Are inquiries of wounded victims concerning the perpetrator non-testimonial if they objectively indicate that the purpose of the interrogation is to enable police assistance to meet an ongoing emergency, and, thus, not afforded heightened protection under Crawford v. Washington?

Media for Michigan v. Bryant

Audio Transcription for Oral Argument - October 05, 2010 in Michigan v. Bryant

Audio Transcription for Opinion Announcement - February 28, 2011 in Michigan v. Bryant

Sonia Sotomayor:

Police officers responded to a call that a man had been shot.

They found Anthony -- Anthony Covington lying in a gas station parking lot, bleeding from a mortal gunshot wound to his stomach.

The police officer first asked him, “What happened?”

He told them the respondent Richard Bryant had shot him about 25 minutes earlier in a few blocks away.

Covington died a few hours later.

At Bryant's trial, the police officers testified about what Covington said to them.

Bryant was convicted but on appeal, the Michigan Supreme Court reversed holding that Covington's statements to the police were inadmissible hearsay under our decisions in Crawford versus Washington and Davis versus Washington.

We granted certiorari to decide whether the Michigan Supreme Court was correct that Covington statements were testimonial.

We now reverse.

In Crawford, we held that the confrontation clause in the Sixth Amendment to our Constitution requires that defendants have the opportunity to confront those who provide testimonial evidence against them.

In Davis, we explained that statements made in the course of police interrogations are non-testimonial when they have a primary purpose of enabling police assistance to meet an ongoing emergency.

They are testimonial when they have a primary purpose to establish or prove past events potentially relevant to later criminal prosecution.

To determine the primary purpose of an interrogation, we objectively evaluate the statements and actions of the parties to the encounter in light of the circumstances in which the investigation occurs.
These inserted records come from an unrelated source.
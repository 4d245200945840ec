//! Mutable resource routing and discovery state.
//!
//! Writers serialize on one lock and publish a fresh [`MountTable`] through
//! an atomic pointer. Readers load the current table without locking, so a
//! request sees either the table before a registration change or the one
//! after it, never a half-mounted group version.

use std::collections::{BTreeMap, HashMap};
use std::sync::Arc;

use arc_swap::ArcSwap;
use dynapi_api::{ApiGroup, ApiGroupList, ApiResource, ApiResourceList, ApiVersions, RESOURCE_VERBS};
use dynapi_core::{GroupVersion, GroupVersionKind, TypeDescriptor};
use parking_lot::Mutex;
use tracing::{debug, info, instrument};

use super::handler::ResourceHandler;

pub type DynResourceHandler = Arc<dyn ResourceHandler>;

/// Discovery entry for one API group.
#[derive(Debug, Clone, PartialEq, Eq)]
pub struct GroupDiscovery {
    /// Versions in registration order.
    pub versions: Vec<String>,
    pub preferred: String,
}

/// Snapshot of everything the router serves.
#[derive(Clone, Default)]
pub struct MountTable {
    scheme: HashMap<GroupVersionKind, TypeDescriptor>,
    routes: HashMap<GroupVersion, BTreeMap<String, DynResourceHandler>>,
    discovery: BTreeMap<String, GroupDiscovery>,
}

impl MountTable {
    /// Handler mounted for `resource` in `gv`.
    pub fn handler(&self, gv: &GroupVersion, resource: &str) -> Option<&DynResourceHandler> {
        self.routes.get(gv)?.get(resource)
    }

    pub fn is_mounted(&self, gv: &GroupVersion) -> bool {
        self.routes.contains_key(gv)
    }

    /// Type registered for `gvk`, covering both kinds and list kinds.
    pub fn recognizes(&self, gvk: &GroupVersionKind) -> Option<&TypeDescriptor> {
        self.scheme.get(gvk)
    }

    pub fn group(&self, name: &str) -> Option<&GroupDiscovery> {
        self.discovery.get(name)
    }

    pub fn mounted_group_versions(&self) -> usize {
        self.routes.len()
    }

    /// `/apis` document. The core group is served under `/api` and left out.
    pub fn group_list(&self) -> ApiGroupList {
        ApiGroupList::new(
            self.discovery
                .iter()
                .filter(|(name, _)| !name.is_empty())
                .map(|(name, entry)| ApiGroup::new(name, &entry.versions, &entry.preferred))
                .collect(),
        )
    }

    pub fn api_group(&self, name: &str) -> Option<ApiGroup> {
        self.discovery
            .get(name)
            .map(|entry| ApiGroup::new(name, &entry.versions, &entry.preferred))
    }

    /// `/api` document listing the core group versions.
    pub fn core_versions(&self) -> ApiVersions {
        ApiVersions::new(
            self.discovery
                .get("")
                .map(|entry| entry.versions.clone())
                .unwrap_or_default(),
        )
    }

    pub fn resource_list(&self, gv: &GroupVersion) -> Option<ApiResourceList> {
        let handlers = self.routes.get(gv)?;
        let resources = handlers
            .iter()
            .map(|(name, handler)| {
                let descriptor = handler.descriptor();
                ApiResource {
                    name: name.clone(),
                    singular_name: descriptor.singular(),
                    namespaced: descriptor.namespaced(),
                    kind: descriptor.kind().to_string(),
                    verbs: RESOURCE_VERBS.iter().map(|v| v.to_string()).collect(),
                }
            })
            .collect();
        Some(ApiResourceList::new(gv.to_string(), resources))
    }

    fn mount(&mut self, descriptor: &TypeDescriptor, handler: DynResourceHandler) {
        let gv = descriptor.group_version().clone();
        self.scheme.insert(descriptor.gvk(), descriptor.clone());
        self.scheme.insert(descriptor.list_gvk(), descriptor.clone());

        match self.discovery.get_mut(&gv.group) {
            None => {
                self.discovery.insert(
                    gv.group.clone(),
                    GroupDiscovery {
                        versions: vec![gv.version.clone()],
                        preferred: gv.version.clone(),
                    },
                );
            }
            Some(entry) => {
                if !entry.versions.contains(&gv.version) {
                    entry.versions.push(gv.version.clone());
                }
            }
        }

        self.routes
            .entry(gv)
            .or_default()
            .insert(descriptor.resource().to_string(), handler);
    }

    /// Returns whether a handler was mounted for `descriptor`.
    fn unmount(&mut self, descriptor: &TypeDescriptor) -> bool {
        let gv = descriptor.group_version();
        self.scheme.remove(&descriptor.gvk());
        self.scheme.remove(&descriptor.list_gvk());

        let Some(handlers) = self.routes.get_mut(gv) else {
            return false;
        };
        let removed = handlers.remove(descriptor.resource()).is_some();
        if !handlers.is_empty() {
            return removed;
        }
        self.routes.remove(gv);

        if let Some(entry) = self.discovery.get_mut(&gv.group) {
            entry.versions.retain(|v| v != &gv.version);
            if entry.versions.is_empty() {
                self.discovery.remove(&gv.group);
            } else if entry.preferred == gv.version {
                entry.preferred = entry.versions[0].clone();
            }
        }
        removed
    }
}

/// Owns the route table, discovery catalog and type scheme.
pub struct DynamicApiServer {
    write_lock: Mutex<()>,
    table: ArcSwap<MountTable>,
}

impl DynamicApiServer {
    pub fn new() -> Self {
        Self {
            write_lock: Mutex::new(()),
            table: ArcSwap::from_pointee(MountTable::default()),
        }
    }

    /// Current table. Holding it does not block registration changes.
    pub fn snapshot(&self) -> Arc<MountTable> {
        self.table.load_full()
    }

    /// Mounts `handler` under its descriptor's group, version and resource,
    /// replacing any handler already mounted there.
    #[instrument(skip(self, handler), fields(group = %handler.descriptor().group(), version = %handler.descriptor().version(), resource = %handler.descriptor().resource()))]
    pub fn add_resource(&self, handler: DynResourceHandler) {
        let descriptor = handler.descriptor().clone();
        let _guard = self.write_lock.lock();
        let mut next = MountTable::clone(&self.table.load());
        next.mount(&descriptor, handler);
        self.table.store(Arc::new(next));
        info!(kind = %descriptor.kind(), "Mounted resource");
    }

    /// Unmounts the resource named by `descriptor`. Returns whether it was mounted.
    #[instrument(skip(self, descriptor), fields(group = %descriptor.group(), version = %descriptor.version(), resource = %descriptor.resource()))]
    pub fn remove_resource(&self, descriptor: &TypeDescriptor) -> bool {
        let _guard = self.write_lock.lock();
        let mut next = MountTable::clone(&self.table.load());
        let removed = next.unmount(descriptor);
        self.table.store(Arc::new(next));
        if removed {
            info!("Unmounted resource");
        } else {
            debug!("Resource was not mounted");
        }
        removed
    }

    /// Replaces `old` with `handler` in two ordered steps.
    pub fn update_resource(&self, old: &TypeDescriptor, handler: DynResourceHandler) {
        self.remove_resource(old);
        self.add_resource(handler);
    }
}

impl Default for DynamicApiServer {
    fn default() -> Self {
        Self::new()
    }
}

#[cfg(test)]
mod tests {
    use super::*;
    use crate::apiserver::handler::{DeleteOutcome, HandlerError, ListQuery, RequestContext, UpdatePatch};
    use async_trait::async_trait;
    use dynapi_core::DefaultRestMapper;
    use serde_json::Value;

    struct Stub(TypeDescriptor);

    #[async_trait]
    impl ResourceHandler for Stub {
        fn descriptor(&self) -> &TypeDescriptor {
            &self.0
        }
        async fn get(&self, _: &RequestContext, name: &str) -> Result<Value, HandlerError> {
            Err(HandlerError::not_found(name))
        }
        async fn list(&self, _: &RequestContext, _: &ListQuery) -> Result<Vec<Value>, HandlerError> {
            Ok(Vec::new())
        }
        async fn create(&self, _: &RequestContext, doc: Value) -> Result<Value, HandlerError> {
            Ok(doc)
        }
        async fn update(&self, _: &RequestContext, name: &str, _: UpdatePatch) -> Result<Value, HandlerError> {
            Err(HandlerError::not_found(name))
        }
        async fn delete(&self, _: &RequestContext, _: &str) -> Result<DeleteOutcome, HandlerError> {
            Ok(DeleteOutcome::AlreadyGone)
        }
    }

    fn descriptor(api_version: &str, kind: &str) -> TypeDescriptor {
        TypeDescriptor::new(api_version, kind, &DefaultRestMapper).unwrap()
    }

    fn stub(api_version: &str, kind: &str) -> DynResourceHandler {
        Arc::new(Stub(descriptor(api_version, kind)))
    }

    #[test]
    fn test_versions_follow_registration() {
        let server = DynamicApiServer::new();
        server.add_resource(stub("g/v1", "R1"));
        let table = server.snapshot();
        let group = table.group("g").unwrap();
        assert_eq!(group.versions, vec!["v1"]);
        assert_eq!(group.preferred, "v1");

        server.add_resource(stub("g/v2", "R2"));
        let group = server.snapshot().group("g").cloned().unwrap();
        assert_eq!(group.versions, vec!["v1", "v2"]);
        assert_eq!(group.preferred, "v1");

        assert!(server.remove_resource(&descriptor("g/v1", "R1")));
        let group = server.snapshot().group("g").cloned().unwrap();
        assert_eq!(group.versions, vec!["v2"]);
        assert_eq!(group.preferred, "v2");

        // the snapshot taken earlier is unaffected
        assert!(table.handler(&GroupVersion::new("g", "v1"), "r1s").is_some());
    }

    #[test]
    fn test_last_resource_removes_version_and_group() {
        let server = DynamicApiServer::new();
        server.add_resource(stub("g/v1", "Foo"));
        server.add_resource(stub("g/v1", "Bar"));
        let gv = GroupVersion::new("g", "v1");

        assert!(server.remove_resource(&descriptor("g/v1", "Foo")));
        let table = server.snapshot();
        assert!(table.is_mounted(&gv));
        assert!(table.handler(&gv, "foos").is_none());
        assert!(table.handler(&gv, "bars").is_some());

        assert!(server.remove_resource(&descriptor("g/v1", "Bar")));
        let table = server.snapshot();
        assert!(!table.is_mounted(&gv));
        assert!(table.group("g").is_none());
        assert!(table.group_list().groups.is_empty());
    }

    #[test]
    fn test_group_present_iff_routes_present() {
        let server = DynamicApiServer::new();
        let ops: &[(bool, &str, &str)] = &[
            (true, "a/v1", "X"),
            (true, "a/v2", "X"),
            (true, "b/v1", "Y"),
            (false, "a/v1", "X"),
            (true, "a/v1", "Z"),
            (false, "a/v2", "X"),
            (false, "b/v1", "Y"),
            (false, "a/v1", "Z"),
            (false, "a/v1", "Z"),
        ];
        for (add, api_version, kind) in ops {
            if *add {
                server.add_resource(stub(api_version, kind));
            } else {
                server.remove_resource(&descriptor(api_version, kind));
            }
            let table = server.snapshot();
            for group in ["a", "b"] {
                let has_routes = table.routes.keys().any(|gv| gv.group == group);
                assert_eq!(table.group(group).is_some(), has_routes, "group {group}");
                if let Some(entry) = table.group(group) {
                    assert!(entry.versions.contains(&entry.preferred));
                    for v in &entry.versions {
                        assert!(table.is_mounted(&GroupVersion::new(group, v.as_str())));
                    }
                }
            }
        }
        assert_eq!(server.snapshot().mounted_group_versions(), 0);
    }

    #[test]
    fn test_scheme_tracks_kinds() {
        let server = DynamicApiServer::new();
        let d = descriptor("g/v1", "Foo");
        server.add_resource(stub("g/v1", "Foo"));
        assert!(server.snapshot().recognizes(&d.gvk()).is_some());
        assert!(server.snapshot().recognizes(&d.list_gvk()).is_some());
        server.remove_resource(&d);
        assert!(server.snapshot().recognizes(&d.gvk()).is_none());
    }

    #[test]
    fn test_update_handles_rename() {
        let server = DynamicApiServer::new();
        let old = descriptor("g/v1", "Foo");
        server.add_resource(stub("g/v1", "Foo"));
        server.update_resource(&old, stub("h/v1", "Foo"));
        let table = server.snapshot();
        assert!(table.group("g").is_none());
        assert_eq!(table.group("h").unwrap().preferred, "v1");
    }

    #[test]
    fn test_discovery_documents() {
        let server = DynamicApiServer::new();
        server.add_resource(stub("g/v1", "Foo"));
        server.add_resource(stub("v1", "Bar"));
        let table = server.snapshot();

        let list = table.group_list();
        assert_eq!(list.groups.len(), 1);
        assert_eq!(list.groups[0].name, "g");
        assert_eq!(table.core_versions().versions, vec!["v1"]);

        let resources = table.resource_list(&GroupVersion::new("g", "v1")).unwrap();
        assert_eq!(resources.group_version, "g/v1");
        assert_eq!(resources.resources[0].name, "foos");
        assert_eq!(resources.resources[0].kind, "Foo");
        assert_eq!(resources.resources[0].singular_name, "foo");
    }
}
The existence of an ongoing emergency or the parties' perception that an emergency is ongoing is among the most important circumstances in forming our analysis.

The scope and duration of an emergency depends on the context including the type of dispute, the type of weapon employed and the medical state of the victim.
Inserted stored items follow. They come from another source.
//! Label and field selectors used by list requests.

use std::collections::{BTreeMap, BTreeSet};
use std::fmt;

use serde_json::Value;

use crate::document;
use crate::error::{CoreError, Result};

#[derive(Debug, Clone, Copy, PartialEq, Eq)]
pub enum SelectorOperator {
    Equals,
    NotEquals,
    In,
    NotIn,
    Exists,
    DoesNotExist,
}

/// One clause of a label selector.
#[derive(Debug, Clone, PartialEq, Eq)]
pub struct Requirement {
    pub key: String,
    pub operator: SelectorOperator,
    pub values: BTreeSet<String>,
}

impl Requirement {
    pub fn matches(&self, labels: &BTreeMap<String, String>) -> bool {
        let value = labels.get(&self.key);
        match self.operator {
            SelectorOperator::Equals | SelectorOperator::In => {
                value.is_some_and(|v| self.values.contains(v))
            }
            SelectorOperator::NotEquals | SelectorOperator::NotIn => {
                value.is_none_or(|v| !self.values.contains(v))
            }
            SelectorOperator::Exists => value.is_some(),
            SelectorOperator::DoesNotExist => value.is_none(),
        }
    }

    /// The value of an `=`/`==` clause.
    pub fn single_value(&self) -> Option<&str> {
        match self.operator {
            SelectorOperator::Equals if self.values.len() == 1 => {
                self.values.iter().next().map(String::as_str)
            }
            _ => None,
        }
    }
}

impl fmt::Display for Requirement {
    fn fmt(&self, f: &mut fmt::Formatter<'_>) -> fmt::Result {
        let joined = || self.values.iter().cloned().collect::<Vec<_>>().join(",");
        match self.operator {
            SelectorOperator::Equals => write!(f, "{}={}", self.key, joined()),
            SelectorOperator::NotEquals => write!(f, "{}!={}", self.key, joined()),
            SelectorOperator::In => write!(f, "{} in ({})", self.key, joined()),
            SelectorOperator::NotIn => write!(f, "{} notin ({})", self.key, joined()),
            SelectorOperator::Exists => write!(f, "{}", self.key),
            SelectorOperator::DoesNotExist => write!(f, "!{}", self.key),
        }
    }
}

/// Conjunction of label requirements. The empty selector matches everything.
#[derive(Debug, Clone, Default, PartialEq, Eq)]
pub struct LabelSelector {
    requirements: Vec<Requirement>,
}

impl LabelSelector {
    pub fn everything() -> Self {
        Self::default()
    }

    /// Parses the `labelSelector` query syntax.
    pub fn parse(selector: &str) -> Result<Self> {
        let mut requirements = Vec::new();
        for clause in split_clauses(selector) {
            let clause = clause.trim();
            if clause.is_empty() {
                continue;
            }
            requirements.push(parse_requirement(selector, clause)?);
        }
        Ok(Self { requirements })
    }

    pub fn from_requirements(requirements: Vec<Requirement>) -> Self {
        Self { requirements }
    }

    pub fn requirements(&self) -> &[Requirement] {
        &self.requirements
    }

    pub fn is_empty(&self) -> bool {
        self.requirements.is_empty()
    }

    pub fn matches(&self, labels: &BTreeMap<String, String>) -> bool {
        self.requirements.iter().all(|r| r.matches(labels))
    }

    pub fn matches_document(&self, doc: &Value) -> bool {
        self.is_empty() || self.matches(&document::labels(doc))
    }

    /// Requirements on `key`.
    pub fn requirements_for<'a>(&'a self, key: &'a str) -> impl Iterator<Item = &'a Requirement> {
        self.requirements.iter().filter(move |r| r.key == key)
    }

    /// Returns a copy without any requirement on `key`.
    pub fn without(&self, key: &str) -> Self {
        Self {
            requirements: self
                .requirements
                .iter()
                .filter(|r| r.key != key)
                .cloned()
                .collect(),
        }
    }
}

impl fmt::Display for LabelSelector {
    fn fmt(&self, f: &mut fmt::Formatter<'_>) -> fmt::Result {
        let clauses: Vec<String> = self.requirements.iter().map(ToString::to_string).collect();
        write!(f, "{}", clauses.join(","))
    }
}

// Commas inside `in (...)` groups do not separate clauses.
fn split_clauses(selector: &str) -> Vec<&str> {
    let mut clauses = Vec::new();
    let mut depth = 0usize;
    let mut start = 0;
    for (i, c) in selector.char_indices() {
        match c {
            '(' => depth += 1,
            ')' => depth = depth.saturating_sub(1),
            ',' if depth == 0 => {
                clauses.push(&selector[start..i]);
                start = i + 1;
            }
            _ => {}
        }
    }
    clauses.push(&selector[start..]);
    clauses
}

fn parse_requirement(selector: &str, clause: &str) -> Result<Requirement> {
    let invalid = |message: &str| CoreError::invalid_label_selector(selector, message);

    if let Some(key) = clause.strip_prefix('!') {
        let key = validate_key(selector, key.trim())?;
        return Ok(Requirement {
            key,
            operator: SelectorOperator::DoesNotExist,
            values: BTreeSet::new(),
        });
    }

    for (token, operator) in [
        ("!=", SelectorOperator::NotEquals),
        ("==", SelectorOperator::Equals),
        ("=", SelectorOperator::Equals),
    ] {
        if let Some((key, value)) = clause.split_once(token) {
            let key = validate_key(selector, key.trim())?;
            let value = value.trim();
            if value.contains(['=', '!', '(', ')', ' ']) {
                return Err(invalid(&format!("invalid value '{value}'")));
            }
            return Ok(Requirement {
                key,
                operator,
                values: BTreeSet::from([value.to_string()]),
            });
        }
    }

    let mut words = clause.splitn(2, char::is_whitespace);
    let key = words.next().unwrap_or_default();
    let rest = words.next().map(str::trim).unwrap_or_default();
    if rest.is_empty() {
        return Ok(Requirement {
            key: validate_key(selector, key)?,
            operator: SelectorOperator::Exists,
            values: BTreeSet::new(),
        });
    }

    let (operator, list) = if let Some(list) = rest.strip_prefix("notin") {
        (SelectorOperator::NotIn, list)
    } else if let Some(list) = rest.strip_prefix("in") {
        (SelectorOperator::In, list)
    } else {
        return Err(invalid(&format!("unknown operator in '{clause}'")));
    };
    let list = list
        .trim()
        .strip_prefix('(')
        .and_then(|l| l.strip_suffix(')'))
        .ok_or_else(|| invalid("set values must be enclosed in parentheses"))?;
    let values: BTreeSet<String> = list
        .split(',')
        .map(str::trim)
        .filter(|v| !v.is_empty())
        .map(str::to_string)
        .collect();
    if values.is_empty() {
        return Err(invalid("set must contain at least one value"));
    }
    Ok(Requirement {
        key: validate_key(selector, key)?,
        operator,
        values,
    })
}

fn validate_key(selector: &str, key: &str) -> Result<String> {
    if key.is_empty() {
        return Err(CoreError::invalid_label_selector(selector, "empty key"));
    }
    if !key
        .chars()
        .all(|c| c.is_ascii_alphanumeric() || matches!(c, '-' | '_' | '.' | '/'))
    {
        return Err(CoreError::invalid_label_selector(
            selector,
            format!("invalid key '{key}'"),
        ));
    }
    Ok(key.to_string())
}

/// Exact-match field selector over `metadata.name` and `metadata.namespace`.
#[derive(Debug, Clone, Default, PartialEq, Eq)]
pub struct FieldSelector {
    pub name: Option<String>,
    pub namespace: Option<String>,
}

impl FieldSelector {
    pub fn parse(selector: &str) -> Result<Self> {
        let mut parsed = Self::default();
        for clause in selector.split(',').map(str::trim).filter(|c| !c.is_empty()) {
            let (field, value) = clause
                .split_once("==")
                .or_else(|| clause.split_once('='))
                .ok_or_else(|| {
                    CoreError::invalid_field_selector(selector, format!("expected field=value in '{clause}'"))
                })?;
            let value = value.trim().to_string();
            match field.trim() {
                "metadata.name" => parsed.name = Some(value),
                "metadata.namespace" => parsed.namespace = Some(value),
                other => {
                    return Err(CoreError::invalid_field_selector(
                        selector,
                        format!("field '{other}' is not supported"),
                    ));
                }
            }
        }
        Ok(parsed)
    }

    pub fn is_empty(&self) -> bool {
        self.name.is_none() && self.namespace.is_none()
    }

    pub fn matches(&self, doc: &Value) -> bool {
        let name_ok = self
            .name
            .as_deref()
            .is_none_or(|n| document::name(doc) == Some(n));
        let namespace_ok = self
            .namespace
            .as_deref()
            .is_none_or(|ns| document::namespace(doc).unwrap_or_default() == ns);
        name_ok && namespace_ok
    }
}

#[cfg(test)]
mod tests {
    use super::*;
    use serde_json::json;

    fn labels(pairs: &[(&str, &str)]) -> BTreeMap<String, String> {
        pairs
            .iter()
            .map(|(k, v)| (k.to_string(), v.to_string()))
            .collect()
    }

    #[test]
    fn test_parse_all_operators() {
        let selector =
            LabelSelector::parse("app=web, tier==front,env!=prod,zone in (a, b),x notin (y),team,!legacy")
                .unwrap();
        let ops: Vec<_> = selector.requirements().iter().map(|r| r.operator).collect();
        assert_eq!(
            ops,
            vec![
                SelectorOperator::Equals,
                SelectorOperator::Equals,
                SelectorOperator::NotEquals,
                SelectorOperator::In,
                SelectorOperator::NotIn,
                SelectorOperator::Exists,
                SelectorOperator::DoesNotExist,
            ]
        );
        assert_eq!(selector.requirements()[3].values.len(), 2);
    }

    #[test]
    fn test_matches() {
        let selector = LabelSelector::parse("app=web,zone in (a,b),!legacy").unwrap();
        assert!(selector.matches(&labels(&[("app", "web"), ("zone", "b")])));
        assert!(!selector.matches(&labels(&[("app", "web"), ("zone", "c")])));
        assert!(!selector.matches(&labels(&[("app", "web"), ("zone", "a"), ("legacy", "1")])));

        let not_equal = LabelSelector::parse("env!=prod").unwrap();
        assert!(not_equal.matches(&labels(&[])));
        assert!(!not_equal.matches(&labels(&[("env", "prod")])));

        assert!(LabelSelector::everything().matches(&labels(&[("any", "thing")])));
    }

    #[test]
    fn test_invalid_selectors() {
        assert!(LabelSelector::parse("=value").is_err());
        assert!(LabelSelector::parse("zone in a,b").is_err());
        assert!(LabelSelector::parse("zone in ()").is_err());
        assert!(LabelSelector::parse("zone between (a)").is_err());
        assert!(LabelSelector::parse("a b=c").is_err());
    }

    #[test]
    fn test_display_round_trips() {
        let text = "app=web,zone in (a,b),!legacy";
        let selector = LabelSelector::parse(text).unwrap();
        assert_eq!(selector.to_string(), text);
        assert_eq!(LabelSelector::parse(&selector.to_string()).unwrap(), selector);
    }

    #[test]
    fn test_single_value_and_without() {
        let selector = LabelSelector::parse("dynapi.io/instance=east,app=web").unwrap();
        let req = selector.requirements_for("dynapi.io/instance").next().unwrap();
        assert_eq!(req.single_value(), Some("east"));
        assert_eq!(selector.without("dynapi.io/instance").to_string(), "app=web");
    }

    #[test]
    fn test_field_selector() {
        let selector = FieldSelector::parse("metadata.name=foo,metadata.namespace==ns").unwrap();
        assert!(selector.matches(&json!({"metadata": {"name": "foo", "namespace": "ns"}})));
        assert!(!selector.matches(&json!({"metadata": {"name": "bar", "namespace": "ns"}})));
        assert!(FieldSelector::parse("").unwrap().is_empty());
        assert!(matches!(
            FieldSelector::parse("spec.x=1"),
            Err(CoreError::InvalidFieldSelector { .. })
        ));
    }
}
The formality or informality of the interaction also sheds lights on its purpose.

In addition, the statements and actions of both the decelerant and interrogators provide important evidence about the interrogation's primary purpose.

In this case, we conclude that the primary purpose of the interrogation was to address an ongoing emergency, first, the circumstances.

Here, an arm shooter whose motive for and location was unknown had mortally -- mortally wounded Covington within a few blocks and a few minutes of where the police found him.

Unlike the domestic violence situation in Davis, this disputes possible scope and thus the emergency potentially threatened the police in the public.

This case also involved a gun.

Turning to the statements and actions of the parties, we first did consider the decelerant.

The police found Covington lying in a gas station parking lot, bleeding from a mortal -- mortal gunshot wound and statements were punctuated with questions about when emergency medical services would arrive.

We cannot say that a person in his situation would have had a primary -- primary purpose of providing testimonial statements.

That is statements to establish or prove past events potentially relevant to later criminal prosecution.

For their part, the police responded to a call that a man had been shot.

They did not know why, where or when the shooting had occurred, the shooter's location or anything else about the crime.

They asked exactly the type of questions necessary to enable them to lead an ongoing emergency.

Nothing in Covington's responses indicated that there was no emergency or that the emergency had ended.

Finally, this situation was quite informal.